*** Opening of GIVEN DATA ***

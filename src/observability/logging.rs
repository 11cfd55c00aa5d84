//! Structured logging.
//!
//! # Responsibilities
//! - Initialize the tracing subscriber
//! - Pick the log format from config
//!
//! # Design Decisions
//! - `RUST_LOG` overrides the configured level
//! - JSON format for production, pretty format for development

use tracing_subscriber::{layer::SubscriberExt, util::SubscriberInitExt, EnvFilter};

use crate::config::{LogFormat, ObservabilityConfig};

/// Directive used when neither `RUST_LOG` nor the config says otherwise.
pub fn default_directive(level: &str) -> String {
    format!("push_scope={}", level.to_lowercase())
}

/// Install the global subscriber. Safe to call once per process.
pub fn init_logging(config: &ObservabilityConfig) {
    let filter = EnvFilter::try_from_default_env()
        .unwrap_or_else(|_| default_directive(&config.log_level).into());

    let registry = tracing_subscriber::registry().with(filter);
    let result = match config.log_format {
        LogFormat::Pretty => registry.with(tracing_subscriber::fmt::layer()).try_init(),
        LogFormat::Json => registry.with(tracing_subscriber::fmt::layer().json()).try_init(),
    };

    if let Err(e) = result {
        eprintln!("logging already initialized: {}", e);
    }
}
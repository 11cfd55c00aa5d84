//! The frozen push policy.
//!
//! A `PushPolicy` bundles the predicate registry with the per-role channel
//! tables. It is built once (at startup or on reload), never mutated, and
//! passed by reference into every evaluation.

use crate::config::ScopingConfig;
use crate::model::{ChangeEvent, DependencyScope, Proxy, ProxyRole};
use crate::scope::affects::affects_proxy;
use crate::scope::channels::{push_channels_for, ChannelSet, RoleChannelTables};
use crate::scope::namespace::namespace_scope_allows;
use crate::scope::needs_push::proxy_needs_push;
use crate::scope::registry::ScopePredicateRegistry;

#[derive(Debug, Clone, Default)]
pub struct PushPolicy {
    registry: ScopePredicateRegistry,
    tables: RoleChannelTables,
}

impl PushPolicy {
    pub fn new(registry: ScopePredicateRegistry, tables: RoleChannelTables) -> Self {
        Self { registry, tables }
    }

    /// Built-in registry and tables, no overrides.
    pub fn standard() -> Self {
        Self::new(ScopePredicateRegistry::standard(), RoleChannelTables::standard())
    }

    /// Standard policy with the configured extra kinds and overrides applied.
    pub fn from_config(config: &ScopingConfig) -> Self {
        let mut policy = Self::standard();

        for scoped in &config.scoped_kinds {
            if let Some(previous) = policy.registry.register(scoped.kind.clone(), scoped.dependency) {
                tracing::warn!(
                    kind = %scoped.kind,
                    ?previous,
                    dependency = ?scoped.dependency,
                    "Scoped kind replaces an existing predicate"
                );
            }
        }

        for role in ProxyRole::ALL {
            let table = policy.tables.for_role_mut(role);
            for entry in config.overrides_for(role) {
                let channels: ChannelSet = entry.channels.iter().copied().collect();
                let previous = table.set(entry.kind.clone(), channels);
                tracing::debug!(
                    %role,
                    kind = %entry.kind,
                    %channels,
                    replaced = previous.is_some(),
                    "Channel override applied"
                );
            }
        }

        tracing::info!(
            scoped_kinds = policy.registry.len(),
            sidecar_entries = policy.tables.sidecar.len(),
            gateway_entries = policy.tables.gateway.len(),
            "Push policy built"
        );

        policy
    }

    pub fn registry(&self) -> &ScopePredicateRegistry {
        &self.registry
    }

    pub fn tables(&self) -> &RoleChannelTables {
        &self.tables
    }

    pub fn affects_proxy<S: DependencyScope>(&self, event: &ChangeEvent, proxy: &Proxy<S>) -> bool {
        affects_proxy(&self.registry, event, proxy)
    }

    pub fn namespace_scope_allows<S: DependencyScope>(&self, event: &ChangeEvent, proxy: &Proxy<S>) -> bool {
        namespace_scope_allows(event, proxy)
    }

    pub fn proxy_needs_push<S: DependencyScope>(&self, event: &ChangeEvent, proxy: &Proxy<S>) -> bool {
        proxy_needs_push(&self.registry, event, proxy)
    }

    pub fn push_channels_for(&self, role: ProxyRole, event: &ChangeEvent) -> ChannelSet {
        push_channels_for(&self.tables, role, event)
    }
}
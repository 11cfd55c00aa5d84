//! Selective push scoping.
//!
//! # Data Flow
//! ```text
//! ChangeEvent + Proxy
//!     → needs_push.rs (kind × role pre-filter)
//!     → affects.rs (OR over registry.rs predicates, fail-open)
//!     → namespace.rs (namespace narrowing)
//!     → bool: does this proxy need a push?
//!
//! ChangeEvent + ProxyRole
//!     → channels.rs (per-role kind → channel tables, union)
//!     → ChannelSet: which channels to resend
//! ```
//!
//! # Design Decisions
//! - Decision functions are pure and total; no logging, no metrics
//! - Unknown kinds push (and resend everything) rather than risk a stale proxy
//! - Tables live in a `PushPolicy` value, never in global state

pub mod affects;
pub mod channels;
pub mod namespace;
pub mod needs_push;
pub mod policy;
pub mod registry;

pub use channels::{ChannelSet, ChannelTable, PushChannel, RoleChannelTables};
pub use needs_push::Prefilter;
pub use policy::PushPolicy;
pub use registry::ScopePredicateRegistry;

*** Close of GIVEN DATA ***

TASK DIRECTIONS:
Output all of the data in full, exactly as given.

WRITTEN RESPONSE:
filename src/observability/logging.rs
repository 11cfd55c00aa5d84
//! Structured logging.
//!
//! # Responsibilities
//! - Initialize the tracing subscriber
//! - Pick the log format from config
//!
//! # Design Decisions
//! - `RUST_LOG` overrides the configured level
//! - JSON format for production, pretty format for development

use tracing_subscriber::{layer::SubscriberExt, util::SubscriberInitExt, EnvFilter};

use crate::config::{LogFormat, ObservabilityConfig};

/// Directive used when neither `RUST_LOG` nor the config says otherwise.
pub fn default_directive(level: &str) -> String {
    format!("push_scope={}", level.to_lowercase())
}

/// Install the global subscriber. Safe to call once per process.
pub fn init_logging(config: &ObservabilityConfig) {
    let filter = EnvFilter::try_from_default_env()
        .unwrap_or_else(|_| default_directive(&config.log_level).into());

    let registry = tracing_subscriber::registry().with(filter);
    let result = match config.log_format {
        LogFormat::Pretty => registry.with(tracing_subscriber::fmt::layer()).try_init(),
        LogFormat::Json => registry.with(tracing_subscriber::fmt::layer().json()).try_init(),
    };

    if let Err(e) = result {
        eprintln!("logging already initialized: {}", e);
    }
}
repository 11cfd55c00aa5d84
//! The frozen push policy.
//!
//! A `PushPolicy` bundles the predicate registry with the per-role channel
//! tables. It is built once (at startup or on reload), never mutated, and
//! passed by reference into every evaluation.

use crate::config::ScopingConfig;
use crate::model::{ChangeEvent, DependencyScope, Proxy, ProxyRole};
use crate::scope::affects::affects_proxy;
use crate::scope::channels::{push_channels_for, ChannelSet, RoleChannelTables};
use crate::scope::namespace::namespace_scope_allows;
use crate::scope::needs_push::proxy_needs_push;
use crate::scope::registry::ScopePredicateRegistry;

#[derive(Debug, Clone, Default)]
pub struct PushPolicy {
    registry: ScopePredicateRegistry,
    tables: RoleChannelTables,
}

impl PushPolicy {
    pub fn new(registry: ScopePredicateRegistry, tables: RoleChannelTables) -> Self {
        Self { registry, tables }
    }

    /// Built-in registry and tables, no overrides.
    pub fn standard() -> Self {
        Self::new(ScopePredicateRegistry::standard(), RoleChannelTables::standard())
    }

    /// Standard policy with the configured extra kinds and overrides applied.
    pub fn from_config(config: &ScopingConfig) -> Self {
        let mut policy = Self::standard();

        for scoped in &config.scoped_kinds {
            if let Some(previous) = policy.registry.register(scoped.kind.clone(), scoped.dependency) {
                tracing::warn!(
                    kind = %scoped.kind,
                    ?previous,
                    dependency = ?scoped.dependency,
                    "Scoped kind replaces an existing predicate"
                );
            }
        }

        for role in ProxyRole::ALL {
            let table = policy.tables.for_role_mut(role);
            for entry in config.overrides_for(role) {
                let channels: ChannelSet = entry.channels.iter().copied().collect();
                let previous = table.set(entry.kind.clone(), channels);
                tracing::debug!(
                    %role,
                    kind = %entry.kind,
                    %channels,
                    replaced = previous.is_some(),
                    "Channel override applied"
                );
            }
        }

        tracing::info!(
            scoped_kinds = policy.registry.len(),
            sidecar_entries = policy.tables.sidecar.len(),
            gateway_entries = policy.tables.gateway.len(),
            "Push policy built"
        );

        policy
    }

    pub fn registry(&self) -> &ScopePredicateRegistry {
        &self.registry
    }

    pub fn tables(&self) -> &RoleChannelTables {
        &self.tables
    }

    pub fn affects_proxy<S: DependencyScope>(&self, event: &ChangeEvent, proxy: &Proxy<S>) -> bool {
        affects_proxy(&self.registry, event, proxy)
    }

    pub fn namespace_scope_allows<S: DependencyScope>(&self, event: &ChangeEvent, proxy: &Proxy<S>) -> bool {
        namespace_scope_allows(event, proxy)
    }

    pub fn proxy_needs_push<S: DependencyScope>(&self, event: &ChangeEvent, proxy: &Proxy<S>) -> bool {
        proxy_needs_push(&self.registry, event, proxy)
    }

    pub fn push_channels_for(&self, role: ProxyRole, event: &ChangeEvent) -> ChannelSet {
        push_channels_for(&self.tables, role, event)
    }
}
repository 11cfd55c00aa5d84
//! Selective push scoping.
//!
//! # Data Flow
//! ```text
//! ChangeEvent + Proxy
//!     → needs_push.rs (kind × role pre-filter)
//!     → affects.rs (OR over registry.rs predicates, fail-open)
//!     → namespace.rs (namespace narrowing)
//!     → bool: does this proxy need a push?
//!
//! ChangeEvent + ProxyRole
//!     → channels.rs (per-role kind → channel tables, union)
//!     → ChannelSet: which channels to resend
//! ```
//!
//! # Design Decisions
//! - Decision functions are pure and total; no logging, no metrics
//! - Unknown kinds push (and resend everything) rather than risk a stale proxy
//! - Tables live in a `PushPolicy` value, never in global state

pub mod affects;
pub mod channels;
pub mod namespace;
pub mod needs_push;
pub mod policy;
pub mod registry;

pub use channels::{ChannelSet, ChannelTable, PushChannel, RoleChannelTables};
pub use needs_push::Prefilter;
pub use policy::PushPolicy;
pub use registry::ScopePredicateRegistry;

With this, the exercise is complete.